Big proxy advisory firms including ISS have supported an AGM resolution requiring Woodside to disclose interim targets for both direct and indirect emissions and questions over whether new gas projects can meet Paris climate targets.
About 20 per cent of votes were also cast against the company’s remuneration report.
Woodside chairman Richard Goyder earlier said its largest shareholders had raised climate change as a leading issue for the gas producer amid oil market and COVID-19 ructions, with the producer touting that its gas projects would replace higher polluting fuels like coal.
“The fact that global emissions growth is likely to slow this year due to the severe economic downturn is not in any way an excuse for inaction,” Mr Goyder said. “This is still a major challenge for the world. Our industry has a big role to play.”
The COVID-19 downturn may offer M&A opportunities, but Woodside said it would be wary of jumping into completely new sectors such as new energies and renewables, given market ructions. Global energy majors including Shell and BP are in the process of tilting their businesses away from fossil fuels to a wider array of energy sources.
“The big challenge is finding scale in this. If you think about the amount of capital we are able to deploy in the oil and gas industry, it is many, many billions of dollars that are required and you just don’t find projects of similar scale in some of these other energy sectors, particularly renewables,” Mr Coleman said.
“The renewables sector itself is very challenged as host governments globally withdraw subsidies for that sector and it’s also challenged by the rapid change in the efficiency of technology, particularly in the solar sector where investors in that area can find themselves with marginally higher cost plants very quickly.”

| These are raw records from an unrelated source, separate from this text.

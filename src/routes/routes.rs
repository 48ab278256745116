//! Defines routes for file intake and retrieval.
//!
//! ## Structure
//! - **Probes** (public)
//!   - `GET  /healthz`  liveness
//!   - `GET  /readyz`   bucket reachability
//!
//! - **File endpoints** (bearer token required)
//!   - `POST /files/upload`          multipart upload, field `file`
//!   - `GET  /files/{key}`           inline content
//!   - `GET  /files/{key}/info`      metadata as JSON
//!   - `GET  /files/{key}/download`  streamed attachment
//!   - `GET  /files/{key}/url`       presigned URL (`?expires=<secs>`)

use crate::{
    handlers::{
        file_handlers::{download_file, file_info, get_file, presign_file, upload_file},
        health_handlers::{healthz, readyz},
    },
    middleware::auth::require_auth,
    state::AppState,
};
use axum::{
    Router,
    extract::DefaultBodyLimit,
    middleware,
    routing::{get, post},
};

/// Room for multipart boundaries and part headers on top of the file itself.
const MULTIPART_OVERHEAD_BYTES: u64 = 64 * 1024;

/// Build the application router with its shared state attached.
pub fn routes(state: AppState) -> Router {
    let body_limit = usize::try_from(state.policy.max_bytes.saturating_add(MULTIPART_OVERHEAD_BYTES))
        .unwrap_or(usize::MAX);

    let files = Router::new()
        .route(
            "/upload",
            post(upload_file).layer(DefaultBodyLimit::max(body_limit)),
        )
        .route("/{key}", get(get_file))
        .route("/{key}/info", get(file_info))
        .route("/{key}/download", get(download_file))
        .route("/{key}/url", get(presign_file))
        .route_layer(middleware::from_fn_with_state(state.clone(), require_auth));

    Router::new()
        // health endpoints (mounted at root)
        .route("/healthz", get(healthz))
        .route("/readyz", get(readyz))
        .nest("/files", files)
        .with_state(state)
}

Woodside said it wanted to keep enough of its $7bn liquidity to maintain a buffer for the business as the market gradually recovers.
“We have a large investment commitment this year already and we just want to make sure we don’t draw down too heavily on the liquidity that we have available to us,” Mr Coleman said.
The producer said in March it would delay its major LNG projects Scarborough and Browse, and halve its 2020 spending to protect the company against a savage drop in oil prices and fallout from the pandemic. A final investment decision on Scarborough, initially due in June, will now be made in 2021 while a revised date for Browse is not set.